An rmANOVA evaluation of challenge tolerance indicated a main effect of time for the analysis of the hunger score (F[4.760, 314.190]=4.457; p=0.001); post hoc testing indicated a significant increase in hunger from baseline (T0) to T6 (p=0.001). Similar analyses of the awakeness score also yielded a main effect of time (F[4.182, 275.991]=9.741; p<0.001). Within the 6 h from baseline (T0) to T6, the awakeness score decreased significantly (p=0.001), but participants felt most tired at T2. The main effects of time (F[4.018, 265.208]=5.077; p=0.001) and group (F[3, 66]=3.939; p=0.012) were detected for the somatic complaints score and indicated an increase in somatic complaints over time. Bonferroni post hoc analyses showed a significant difference between BALPHE/LEU and BAL administration (p=0.012). The average somatic complaints score related to BALPHE/LEU administration (average score 0.708±0.117) was four times greater than the values reported by the BAL condition group (average score 0.169±0.121). While the participants overall felt more unwell 2 h (T2) after the intake of the AA mixtures (p=0.022), the somatic complaints scores decreased from T2 to T4 (p=0.002), with only a slight, non-significant increase observed at T6 compared with the baseline score. At baseline, there were no significant differences in somatic complaints scores between the groups (F[3, 68]=0.169; p=n.s.). Analyses of each individual item in the somatic complaints score showed a comparable development of nausea. The report of nausea significantly increased from T0 to T2 (p=0.046) and then significantly decreased from T2 to T4 (p=0.014). No gender effects were detected in the hunger (F[1, 65]=0.192; p=n.s.), awakeness (F[1, 65]=0.769; p=n.s.), or somatic complaints scores (F[1, 65]=0.179; p=n.s.).

Mood assessment (PANAS)

An rmANOVA of the PA score showed a main effect of time (F[3.335, 220.091]=54.110; p<0.001), but no significant effect of group (F[3, 65]=0.215; p=n.s.) or gender (F[1, 65]=0.933; p=n.s.).
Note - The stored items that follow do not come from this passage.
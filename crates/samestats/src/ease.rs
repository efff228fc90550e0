//! Easing curves on `[0, 1]`.
//!
//! `ease_in_out_quad` shapes the temperature schedule; the sine family shapes
//! the checkpoint (frame) schedule.

use std::f64::consts::PI;

/// Quadratic ease-in/ease-out: `0→0`, `0.5→0.5`, `1→1`, flat at both ends.
#[inline]
pub fn ease_in_out_quad(t: f64) -> f64 {
    if t < 0.5 {
        2.0 * t * t
    } else {
        let u = -2.0 * t + 2.0;
        1.0 - u * u / 2.0
    }
}

#[inline]
pub fn linear(t: f64) -> f64 {
    t
}

#[inline]
pub fn ease_in_sine(t: f64) -> f64 {
    1.0 - (t * PI / 2.0).cos()
}

#[inline]
pub fn ease_out_sine(t: f64) -> f64 {
    (t * PI / 2.0).sin()
}

#[inline]
pub fn ease_in_out_sine(t: f64) -> f64 {
    -((PI * t).cos() - 1.0) / 2.0
}

#[cfg(test)]
mod tests {
    use super::*;

    #[test]
    fn quad_fixed_points_and_symmetry() {
        assert_eq!(ease_in_out_quad(0.0), 0.0);
        assert_eq!(ease_in_out_quad(0.5), 0.5);
        assert_eq!(ease_in_out_quad(1.0), 1.0);
        for k in 0..=20 {
            let t = k as f64 / 20.0;
            let s = ease_in_out_quad(t) + ease_in_out_quad(1.0 - t);
            assert!((s - 1.0).abs() < 1e-12, "t={t}");
        }
        // flatter than linear near the ends
        assert!(ease_in_out_quad(0.1) < 0.1);
        assert!(ease_in_out_quad(0.9) > 0.9);
    }

    #[test]
    fn quad_is_monotone() {
        let mut prev = ease_in_out_quad(0.0);
        for k in 1..=1000 {
            let v = ease_in_out_quad(k as f64 / 1000.0);
            assert!(v >= prev);
            prev = v;
        }
    }

    #[test]
    fn sine_family_endpoints() {
        for f in [linear, ease_in_sine, ease_out_sine, ease_in_out_sine] {
            assert!(f(0.0).abs() < 1e-12);
            assert!((f(1.0) - 1.0).abs() < 1e-12);
        }
        assert!(ease_in_sine(0.5) < 0.5);
        assert!(ease_out_sine(0.5) > 0.5);
        assert!((ease_in_out_sine(0.5) - 0.5).abs() < 1e-12);
    }
}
Compared with the baseline score, a decrease in the PA score of 28.5% at T6 was observed (p<0.001). The NA score also decreased (11.4% from baseline to T6; F[3.198, 211.086]=12.502; p<0.001, rmANOVA) regardless of gender (F[1, 65]=0.268; p=n.s.).


The results of this pilot study indicate that dietary administration of ATDPHE/LEU led to a greater depletion magnitude with regard to the TRP influx across the BBB compared with the depletion observed when using the ATD Moja-De protocol, but not with regard to plasma TRP concentrations because of an unintended initial short increase in plasma TRP concentrations that was observed after ATDPHE/LEU intake (see further below in this section for a discussion). The found effect on TRP influx across the BBB was observed even though ATDPHE/LEU, which consisted of only two AAs (PHE and LEU), was administered in a lower overall AA dose. Participants evaluated the tolerance level of the new AA challenge beverage as acceptable. No situations or events necessitating premature termination of the study occurred (such as participants vomiting during measurements or other incidents affecting ratings). Thus, several criteria for a potentially valid and effective ATD-test protocol were already achieved, while other aspects such as the observed unexpected increase in plasma TRP levels require further improvements and future studies in order to validate the findings of the current pilot study.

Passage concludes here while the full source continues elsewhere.